### TASK DIRECTIONS
Look through the data below and return each line where "match" appears.

──────── DATASET EXTRACT ────────

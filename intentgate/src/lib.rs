//! IntentGate filter service and CLI.
//!
//! Hosts the `intentgate-core` pipeline behind an HTTP interface for the
//! intercepting proxy, plus offline evaluation and kill-switch commands.

pub mod app;
pub mod cli;
pub mod commands;
pub mod error;
pub mod server;

/// Initialise tracing subscriber with stderr output.
///
/// When `verbose` is true, sets filter to `debug`. Otherwise, respects
/// `RUST_LOG` (defaulting to `info`).
pub fn init_tracing(verbose: bool) {
    use tracing_subscriber::EnvFilter;

    let filter = if verbose {
        EnvFilter::new("debug")
    } else {
        EnvFilter::try_from_default_env().unwrap_or_else(|_| EnvFilter::new("info"))
    };

    tracing_subscriber::fmt()
        .with_env_filter(filter)
        .with_writer(std::io::stderr)
        .init();
}
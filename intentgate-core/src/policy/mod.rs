//! Two-stage policy evaluator.
//!
//! Decides whether the tool calls of the most recent assistant turn may run.
//! Both stages ask the oracle a yes/no question; the order is fixed and a
//! failed stage short-circuits the rest.
//!
//! ## Stage Flow
//!
//! ```text
//! ┌─ Stage 0: Pending calls ──────────────────────┐
//! │  last assistant turn with tool_calls?         │
//! │  None / empty → Allow (no oracle call)        │
//! └───────────────────────────────────────────────┘
//!     │
//! ┌─ Stage 1: Alignment ──────────────────────────┐
//! │  marked user intent + pending call names      │
//! │  oracle says no / fails → Deny                │
//! └───────────────────────────────────────────────┘
//!     │
//! ┌─ Stage 2: Provenance ─────────────────────────┐
//! │  TrustedView + pending calls with arguments   │
//! │  oracle says no / fails → Deny                │
//! └───────────────────────────────────────────────┘
//!     │
//!   Allow
//! ```
//!
//! Oracle failures (transport, status, malformed reply, timeout) fail
//! closed. Each query is bounded by [`OracleSettings::timeout`].

pub mod prompts;

use std::sync::Arc;
use std::time::{Duration, Instant};

use serde::Serialize;
use tracing::{debug, info, warn};

use crate::config::{Config, ConfigError, OracleConfig};
use crate::conversation::{Context, ToolCall, TrustSet};
use crate::metrics::IntentGateMetrics;
use crate::oracle::{CheckKind, Oracle, OracleError, OracleQuery, parse_verdict};

pub use prompts::PromptMarker;

// ─────────────────────────────────────────────────────────────────────────────
// Types
// ─────────────────────────────────────────────────────────────────────────────

/// Per-query oracle invocation settings.
#[derive(Debug, Clone, Copy, PartialEq)]
pub struct OracleSettings {
    pub max_tokens: u32,
    pub temperature: f32,
    pub timeout: Duration,
}

impl Default for OracleSettings {
    fn default() -> Self {
        Self::from(&OracleConfig::default())
    }
}

impl From<&OracleConfig> for OracleSettings {
    fn from(config: &OracleConfig) -> Self {
        Self {
            max_tokens: config.max_tokens,
            temperature: config.temperature,
            timeout: config.timeout,
        }
    }
}

/// The stage that settled a verdict.
#[derive(Debug, Clone, Copy, PartialEq, Eq, Serialize)]
#[serde(rename_all = "snake_case")]
pub enum Stage {
    /// No pending tool calls; allowed without consulting the oracle.
    NoToolCalls,
    Alignment,
    Provenance,
}

/// Outcome of a full two-stage evaluation.
#[derive(Debug, Clone, PartialEq)]
pub struct PolicyVerdict {
    pub allowed: bool,
    /// Stage that produced the verdict (the last stage run).
    pub stage: Stage,
    pub reason: String,
    pub oracle_calls: u32,
    /// Wall time spent waiting on the oracle across all calls.
    pub oracle_elapsed: Duration,
}

impl PolicyVerdict {
    /// Oracle time in milliseconds, or `None` when the oracle was not asked.
    pub fn oracle_elapsed_ms(&self) -> Option<u64> {
        (self.oracle_calls > 0).then(|| self.oracle_elapsed.as_millis() as u64)
    }
}

/// Result of one oracle-backed check.
struct CheckOutcome {
    allowed: bool,
    failure: Option<OracleError>,
    elapsed: Duration,
}

// ─────────────────────────────────────────────────────────────────────────────
// Evaluator
// ─────────────────────────────────────────────────────────────────────────────

/// Runs the alignment and provenance checks against an oracle.
///
/// Stateless between evaluations; share behind `Arc`.
pub struct PolicyEvaluator {
    oracle: Arc<dyn Oracle>,
    trust: TrustSet,
    marker: PromptMarker,
    settings: OracleSettings,
    metrics: Option<Arc<IntentGateMetrics>>,
}

impl PolicyEvaluator {
    pub fn new(oracle: Arc<dyn Oracle>, trust: TrustSet, marker: PromptMarker) -> Self {
        Self {
            oracle,
            trust,
            marker,
            settings: OracleSettings::default(),
            metrics: None,
        }
    }

    /// Builds an evaluator from loaded configuration.
    ///
    /// # Errors
    ///
    /// Returns [`ConfigError::InvalidMarker`] if the prompt marker is unusable.
    pub fn from_config(config: &Config, oracle: Arc<dyn Oracle>) -> Result<Self, ConfigError> {
        let marker = PromptMarker::from_config(&config.user_prompt_marker)?;
        let trust = TrustSet::from_iter(config.trusted_tools.iter().cloned());
        Ok(Self::new(oracle, trust, marker).with_settings(OracleSettings::from(&config.oracle)))
    }

    pub fn with_settings(mut self, settings: OracleSettings) -> Self {
        self.settings = settings;
        self
    }

    pub fn with_metrics(mut self, metrics: Arc<IntentGateMetrics>) -> Self {
        self.metrics = Some(metrics);
        self
    }

    pub fn trust_set(&self) -> &TrustSet {
        &self.trust
    }

    /// Do the pending tool calls serve the user's marked intent?
    ///
    /// Vacuously `true` without consulting the oracle when the context holds
    /// no pending tool calls.
    pub async fn alignment_check(&self, context: &Context) -> bool {
        match pending_calls(context) {
            Some(calls) => self.run_alignment(context, calls).await.allowed,
            None => true,
        }
    }

    /// Alignment first, then: are the pending calls' arguments derivable from
    /// the trusted view alone?
    ///
    /// Returns `false` without a second oracle query when alignment fails.
    pub async fn provenance_check(&self, context: &Context) -> bool {
        self.evaluate(context).await.allowed
    }

    /// Runs both stages and reports which stage decided and why.
    pub async fn evaluate(&self, context: &Context) -> PolicyVerdict {
        let Some(calls) = pending_calls(context) else {
            debug!("No pending tool calls, allowing");
            return PolicyVerdict {
                allowed: true,
                stage: Stage::NoToolCalls,
                reason: "no pending tool calls".to_string(),
                oracle_calls: 0,
                oracle_elapsed: Duration::ZERO,
            };
        };

        let alignment = self.run_alignment(context, calls).await;
        if !alignment.allowed {
            let reason = match &alignment.failure {
                Some(e) => format!("alignment check failed: {}", e),
                None => "tool calls do not align with user intent".to_string(),
            };
            info!(stage = "alignment", tool_calls = calls.len(), reason = %reason, "Denied");
            return PolicyVerdict {
                allowed: false,
                stage: Stage::Alignment,
                reason,
                oracle_calls: 1,
                oracle_elapsed: alignment.elapsed,
            };
        }

        let provenance = self.run_provenance(context, calls).await;
        let elapsed = alignment.elapsed + provenance.elapsed;
        if !provenance.allowed {
            let reason = match &provenance.failure {
                Some(e) => format!("provenance check failed: {}", e),
                None => "tool call arguments are not derivable from trusted context".to_string(),
            };
            info!(stage = "provenance", tool_calls = calls.len(), reason = %reason, "Denied");
            return PolicyVerdict {
                allowed: false,
                stage: Stage::Provenance,
                reason,
                oracle_calls: 2,
                oracle_elapsed: elapsed,
            };
        }

        info!(tool_calls = calls.len(), "Allowed");
        PolicyVerdict {
            allowed: true,
            stage: Stage::Provenance,
            reason: "tool calls align with user intent and trusted context".to_string(),
            oracle_calls: 2,
            oracle_elapsed: elapsed,
        }
    }

    async fn run_alignment(&self, context: &Context, calls: &[ToolCall]) -> CheckOutcome {
        let intents: Vec<&str> = context
            .user_messages()
            .flat_map(|m| self.marker.extract(m.content_str()))
            .collect();
        debug!(intents = intents.len(), "Extracted marked user intent");

        let prompt = prompts::alignment_prompt(&intents, calls);
        self.ask(CheckKind::Alignment, prompt).await
    }

    async fn run_provenance(&self, context: &Context, calls: &[ToolCall]) -> CheckOutcome {
        let view = context.trusted_view(&self.trust);
        debug!(
            trusted_messages = view.len(),
            total_messages = context.len(),
            "Built trusted view"
        );

        let prompt = prompts::provenance_prompt(&view, calls);
        self.ask(CheckKind::Provenance, prompt).await
    }

    /// One bounded oracle round trip. Failures become a not-allowed outcome.
    async fn ask(&self, check: CheckKind, prompt: String) -> CheckOutcome {
        let query = OracleQuery {
            check,
            prompt,
            max_tokens: self.settings.max_tokens,
            temperature: self.settings.temperature,
        };

        let start = Instant::now();
        let result =
            match tokio::time::timeout(self.settings.timeout, self.oracle.submit(&query)).await {
                Ok(result) => result,
                Err(_) => Err(OracleError::Timeout {
                    timeout_ms: self.settings.timeout.as_millis() as u64,
                }),
            };
        let elapsed = start.elapsed();

        let outcome = match result {
            Ok(reply) => {
                let allowed = parse_verdict(&reply);
                debug!(check = %check, allowed, oracle = self.oracle.name(), "Oracle verdict");
                CheckOutcome {
                    allowed,
                    failure: None,
                    elapsed,
                }
            }
            Err(e) => {
                warn!(
                    check = %check,
                    error = %e,
                    kind = e.kind(),
                    oracle = self.oracle.name(),
                    "Oracle query failed, failing closed"
                );
                CheckOutcome {
                    allowed: false,
                    failure: Some(e),
                    elapsed,
                }
            }
        };

        if let Some(ref metrics) = self.metrics {
            let verdict = outcome.failure.is_none().then_some(outcome.allowed);
            metrics.record_oracle_query(check.as_str(), verdict, elapsed.as_secs_f64() * 1000.0);
        }

        outcome
    }
}

/// Pending calls of the last assistant turn, if there are any.
fn pending_calls(context: &Context) -> Option<&[ToolCall]> {
    context.last_tool_calls().filter(|calls| !calls.is_empty())
}

#[cfg(test)]
mod tests {
    use super::*;
    use crate::config::MarkerConfig;
    use crate::conversation::Message;
    use crate::oracle::MockOracle;

    fn evaluator(oracle: Arc<MockOracle>, trusted: &[&str]) -> PolicyEvaluator {
        PolicyEvaluator::new(
            oracle,
            TrustSet::from_iter(trusted.iter().copied()),
            PromptMarker::from_config(&MarkerConfig::default()).unwrap(),
        )
    }

    fn pending(name: &str, args: &str) -> Context {
        Context::new(vec![
            Message::user("<userPrompt>Save the text in config.txt to notes.md</userPrompt>"),
            Message::assistant_tool_calls(vec![ToolCall::new("call_1", name, args)]),
        ])
    }

    #[tokio::test]
    async fn test_no_tool_calls_is_vacuously_allowed() {
        let oracle = Arc::new(MockOracle::instant_reject());
        let eval = evaluator(oracle.clone(), &[]);
        let ctx = Context::new(vec![Message::user("hi"), Message::assistant("hello")]);

        assert!(eval.alignment_check(&ctx).await);
        let verdict = eval.evaluate(&ctx).await;
        assert!(verdict.allowed);
        assert_eq!(verdict.stage, Stage::NoToolCalls);
        assert_eq!(verdict.oracle_elapsed_ms(), None);
        assert_eq!(oracle.call_count(), 0);
    }

    #[tokio::test]
    async fn test_empty_tool_call_list_is_vacuously_allowed() {
        let oracle = Arc::new(MockOracle::instant_reject());
        let eval = evaluator(oracle.clone(), &[]);
        let ctx = Context::new(vec![Message::assistant_tool_calls(vec![])]);
        assert!(eval.provenance_check(&ctx).await);
        assert_eq!(oracle.call_count(), 0);
    }

    #[tokio::test]
    async fn test_alignment_failure_short_circuits() {
        let oracle = Arc::new(MockOracle::scripted(
            vec![Ok("False".to_string())],
            Ok("True".to_string()),
        ));
        let eval = evaluator(oracle.clone(), &[]);

        let verdict = eval.evaluate(&pending("delete_repo", "{}")).await;
        assert!(!verdict.allowed);
        assert_eq!(verdict.stage, Stage::Alignment);
        assert_eq!(verdict.oracle_calls, 1);
        assert_eq!(oracle.call_count(), 1);
        assert_eq!(oracle.asked(), vec![CheckKind::Alignment]);
    }

    #[tokio::test]
    async fn test_provenance_check_asks_alignment_first() {
        let oracle = Arc::new(MockOracle::scripted(
            vec![Ok("True".to_string()), Ok("False".to_string())],
            Ok("True".to_string()),
        ));
        let eval = evaluator(oracle.clone(), &[]);

        assert!(!eval.provenance_check(&pending("write_file", "{}")).await);
        assert_eq!(
            oracle.asked(),
            vec![CheckKind::Alignment, CheckKind::Provenance]
        );
    }

    #[tokio::test]
    async fn test_both_stages_pass() {
        let oracle = Arc::new(MockOracle::instant_approve());
        let eval = evaluator(oracle.clone(), &[]);

        let verdict = eval.evaluate(&pending("read_file", "{}")).await;
        assert!(verdict.allowed);
        assert_eq!(verdict.stage, Stage::Provenance);
        assert_eq!(verdict.oracle_calls, 2);
        assert!(verdict.oracle_elapsed_ms().is_some());
    }

    #[tokio::test]
    async fn test_oracle_error_fails_closed_with_reason() {
        let oracle = Arc::new(MockOracle::failing(OracleError::HttpStatus { status: 500 }));
        let eval = evaluator(oracle.clone(), &[]);

        let verdict = eval.evaluate(&pending("read_file", "{}")).await;
        assert!(!verdict.allowed);
        assert_eq!(verdict.stage, Stage::Alignment);
        assert!(verdict.reason.contains("HTTP 500"));
        assert_eq!(oracle.call_count(), 1);
    }

    #[tokio::test(start_paused = true)]
    async fn test_oracle_timeout_fails_closed() {
        let oracle = Arc::new(MockOracle::instant_approve().with_delay(Duration::from_secs(60)));
        let eval = evaluator(oracle, &[]).with_settings(OracleSettings {
            timeout: Duration::from_secs(30),
            ..OracleSettings::default()
        });

        let verdict = eval.evaluate(&pending("read_file", "{}")).await;
        assert!(!verdict.allowed);
        assert!(verdict.reason.contains("30000ms"), "reason: {}", verdict.reason);
    }

    #[tokio::test]
    async fn test_verdict_reply_is_case_insensitive() {
        let oracle = Arc::new(MockOracle::always("TRUE."));
        let eval = evaluator(oracle, &[]);
        assert!(eval.alignment_check(&pending("read_file", "{}")).await);
    }

    #[test]
    fn test_settings_follow_oracle_config() {
        let settings = OracleSettings::default();
        assert_eq!(settings.max_tokens, 10);
        assert_eq!(settings.temperature, 0.1);
        assert_eq!(settings.timeout, Duration::from_secs(30));
    }
}
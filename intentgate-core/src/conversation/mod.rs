//! Conversation model shared by the reconstructor, the trust view and the
//! policy evaluator.
//!
//! Messages follow the OpenAI chat-completions wire shape:
//!
//! ```text
//! { "role": "assistant",
//!   "content": null,
//!   "tool_calls": [ { "id": "call_1", "type": "function",
//!                     "function": { "name": "read_file", "arguments": "{...}" } } ] }
//! { "role": "tool", "tool_call_id": "call_1", "content": "..." }
//! ```
//!
//! Unknown fields are ignored. `content` may be a plain string, `null`, or an
//! array of `{ "type": "text", "text": ... }` parts, which are concatenated.

pub mod trust;

use serde::{Deserialize, Deserializer, Serialize};
use serde_json::Value;

pub use trust::{TrustSet, TrustedView};

/// Kind tag used when a tool call does not state one.
pub const DEFAULT_TOOL_KIND: &str = "function";

// ─────────────────────────────────────────────────────────────────────────────
// Message Types
// ─────────────────────────────────────────────────────────────────────────────

/// Author of a message.
///
/// Roles outside the four the gate reasons about (for example `developer`)
/// deserialize to [`Role::Other`]; they are never user-authored and never
/// part of a trusted view.
#[derive(Debug, Clone, Copy, PartialEq, Eq, Hash, Serialize, Deserialize)]
#[serde(rename_all = "lowercase")]
pub enum Role {
    System,
    User,
    Assistant,
    Tool,
    #[serde(other)]
    Other,
}

impl Role {
    /// Returns the wire token for this role.
    pub fn as_str(&self) -> &'static str {
        match self {
            Role::System => "system",
            Role::User => "user",
            Role::Assistant => "assistant",
            Role::Tool => "tool",
            Role::Other => "other",
        }
    }
}

/// Function half of a tool call.
#[derive(Debug, Clone, Default, PartialEq, Eq, Serialize, Deserialize)]
pub struct FunctionCall {
    #[serde(default)]
    pub name: String,
    /// Opaque argument text. Not required to be valid JSON.
    #[serde(default, deserialize_with = "deserialize_arguments")]
    pub arguments: String,
}

/// A tool invocation requested by the assistant.
#[derive(Debug, Clone, PartialEq, Eq, Serialize, Deserialize)]
pub struct ToolCall {
    #[serde(default)]
    pub id: String,
    #[serde(rename = "type", default = "default_kind")]
    pub kind: String,
    #[serde(default)]
    pub function: FunctionCall,
}

fn default_kind() -> String {
    DEFAULT_TOOL_KIND.to_string()
}

impl ToolCall {
    /// Creates a `function` tool call.
    pub fn new(
        id: impl Into<String>,
        name: impl Into<String>,
        arguments: impl Into<String>,
    ) -> Self {
        Self {
            id: id.into(),
            kind: default_kind(),
            function: FunctionCall {
                name: name.into(),
                arguments: arguments.into(),
            },
        }
    }

    pub fn name(&self) -> &str {
        &self.function.name
    }

    pub fn arguments(&self) -> &str {
        &self.function.arguments
    }
}

/// One turn of a conversation.
#[derive(Debug, Clone, PartialEq, Serialize, Deserialize)]
pub struct Message {
    pub role: Role,
    #[serde(default, deserialize_with = "deserialize_content")]
    pub content: Option<String>,
    #[serde(default, skip_serializing_if = "Option::is_none")]
    pub tool_calls: Option<Vec<ToolCall>>,
    /// Set only on `tool` messages.
    #[serde(default, skip_serializing_if = "Option::is_none")]
    pub tool_call_id: Option<String>,
}

impl Message {
    pub fn system(content: impl Into<String>) -> Self {
        Self::text(Role::System, content)
    }

    pub fn user(content: impl Into<String>) -> Self {
        Self::text(Role::User, content)
    }

    pub fn assistant(content: impl Into<String>) -> Self {
        Self::text(Role::Assistant, content)
    }

    /// Assistant turn with no content that requests the given tool calls.
    pub fn assistant_tool_calls(tool_calls: Vec<ToolCall>) -> Self {
        Self {
            role: Role::Assistant,
            content: None,
            tool_calls: Some(tool_calls),
            tool_call_id: None,
        }
    }

    /// Tool result answering `tool_call_id`.
    pub fn tool(tool_call_id: impl Into<String>, content: impl Into<String>) -> Self {
        Self {
            role: Role::Tool,
            content: Some(content.into()),
            tool_calls: None,
            tool_call_id: Some(tool_call_id.into()),
        }
    }

    fn text(role: Role, content: impl Into<String>) -> Self {
        Self {
            role,
            content: Some(content.into()),
            tool_calls: None,
            tool_call_id: None,
        }
    }

    /// Content text, or `""` when absent.
    pub fn content_str(&self) -> &str {
        self.content.as_deref().unwrap_or("")
    }
}

// ─────────────────────────────────────────────────────────────────────────────
// Context
// ─────────────────────────────────────────────────────────────────────────────

/// Ordered conversation history. Insertion order is conversation order.
#[derive(Debug, Clone, Default, PartialEq)]
pub struct Context {
    messages: Vec<Message>,
}

impl Context {
    pub fn new(messages: Vec<Message>) -> Self {
        Self { messages }
    }

    pub fn messages(&self) -> &[Message] {
        &self.messages
    }

    /// Appends a message. Existing messages are never reordered or removed.
    pub fn push(&mut self, message: Message) {
        self.messages.push(message);
    }

    pub fn len(&self) -> usize {
        self.messages.len()
    }

    pub fn is_empty(&self) -> bool {
        self.messages.is_empty()
    }

    /// Tool calls of the most recent assistant message that carries a
    /// `tool_calls` list.
    ///
    /// Returns `None` when no assistant message has one. An explicitly empty
    /// list is returned as `Some(&[])`.
    pub fn last_tool_calls(&self) -> Option<&[ToolCall]> {
        self.messages
            .iter()
            .rev()
            .filter(|m| m.role == Role::Assistant)
            .find_map(|m| m.tool_calls.as_deref())
    }

    /// Messages authored by the user, in order.
    pub fn user_messages(&self) -> impl Iterator<Item = &Message> {
        self.messages.iter().filter(|m| m.role == Role::User)
    }

    /// Builds the trust-scoped view of this conversation.
    pub fn trusted_view<'a>(&'a self, trust: &TrustSet) -> TrustedView<'a> {
        TrustedView::build(&self.messages, trust)
    }
}

impl From<Vec<Message>> for Context {
    fn from(messages: Vec<Message>) -> Self {
        Self::new(messages)
    }
}

// ─────────────────────────────────────────────────────────────────────────────
// Wire helpers
// ─────────────────────────────────────────────────────────────────────────────

fn deserialize_content<'de, D>(deserializer: D) -> Result<Option<String>, D::Error>
where
    D: Deserializer<'de>,
{
    let value: Option<Value> = Option::deserialize(deserializer)?;
    Ok(match value {
        None | Some(Value::Null) => None,
        Some(Value::String(s)) => Some(s),
        Some(Value::Array(parts)) => {
            let text: Vec<&str> = parts
                .iter()
                .filter_map(|part| part.get("text").and_then(Value::as_str))
                .collect();
            Some(text.concat())
        }
        Some(other) => Some(other.to_string()),
    })
}

fn deserialize_arguments<'de, D>(deserializer: D) -> Result<String, D::Error>
where
    D: Deserializer<'de>,
{
    let value: Option<Value> = Option::deserialize(deserializer)?;
    Ok(match value {
        None | Some(Value::Null) => String::new(),
        Some(Value::String(s)) => s,
        // Some providers send arguments as an object rather than a string.
        Some(other) => other.to_string(),
    })
}

#[cfg(test)]
mod tests {
    use super::*;
    use serde_json::json;

    #[test]
    fn test_message_deserializes_openai_shape() {
        let msg: Message = serde_json::from_value(json!({
            "role": "assistant",
            "content": null,
            "tool_calls": [{
                "id": "call_1",
                "type": "function",
                "function": {"name": "read_file", "arguments": "{\"path\":\"a\"}"}
            }],
            "refusal": null
        }))
        .unwrap();

        assert_eq!(msg.role, Role::Assistant);
        assert!(msg.content.is_none());
        let calls = msg.tool_calls.unwrap();
        assert_eq!(calls[0].id, "call_1");
        assert_eq!(calls[0].name(), "read_file");
        assert_eq!(calls[0].arguments(), "{\"path\":\"a\"}");
    }

    #[test]
    fn test_content_parts_are_concatenated() {
        let msg: Message = serde_json::from_value(json!({
            "role": "user",
            "content": [
                {"type": "text", "text": "<userPrompt>fix "},
                {"type": "image_url", "image_url": {"url": "x"}},
                {"type": "text", "text": "the bug</userPrompt>"}
            ]
        }))
        .unwrap();
        assert_eq!(msg.content_str(), "<userPrompt>fix the bug</userPrompt>");
    }

    #[test]
    fn test_unknown_role_maps_to_other() {
        let msg: Message =
            serde_json::from_value(json!({"role": "developer", "content": "hi"})).unwrap();
        assert_eq!(msg.role, Role::Other);
    }

    #[test]
    fn test_tool_call_kind_defaults_to_function() {
        let call: ToolCall =
            serde_json::from_value(json!({"id": "c", "function": {"name": "n"}})).unwrap();
        assert_eq!(call.kind, "function");
        assert_eq!(call.arguments(), "");
    }

    #[test]
    fn test_object_arguments_are_stringified() {
        let call: ToolCall = serde_json::from_value(json!({
            "id": "c",
            "function": {"name": "n", "arguments": {"q": 1}}
        }))
        .unwrap();
        assert_eq!(call.arguments(), "{\"q\":1}");
    }

    #[test]
    fn test_last_tool_calls_picks_most_recent_assistant() {
        let ctx = Context::new(vec![
            Message::user("hi"),
            Message::assistant_tool_calls(vec![ToolCall::new("a", "first", "{}")]),
            Message::tool("a", "result"),
            Message::assistant("thinking"),
            Message::assistant_tool_calls(vec![ToolCall::new("b", "second", "{}")]),
            Message::user("later"),
        ]);
        let calls = ctx.last_tool_calls().unwrap();
        assert_eq!(calls.len(), 1);
        assert_eq!(calls[0].name(), "second");
    }

    #[test]
    fn test_last_tool_calls_none_without_assistant_calls() {
        let ctx = Context::new(vec![Message::user("hi"), Message::assistant("hello")]);
        assert!(ctx.last_tool_calls().is_none());
    }

    #[test]
    fn test_serialized_assistant_keeps_null_content() {
        let msg = Message::assistant_tool_calls(vec![ToolCall::new("a", "t", "{}")]);
        let value = serde_json::to_value(&msg).unwrap();
        assert_eq!(value["content"], Value::Null);
        assert_eq!(value["tool_calls"][0]["type"], "function");
        assert!(value.get("tool_call_id").is_none());
    }
}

────────

### TASK SOLUTION
        match pending_calls(context) {
            let reason = match &alignment.failure {
            let reason = match &provenance.failure {
            match tokio::time::timeout(self.settings.timeout, self.oracle.submit(&query)).await {
        let outcome = match result {
        match self {
    Ok(match value {
    Ok(match value {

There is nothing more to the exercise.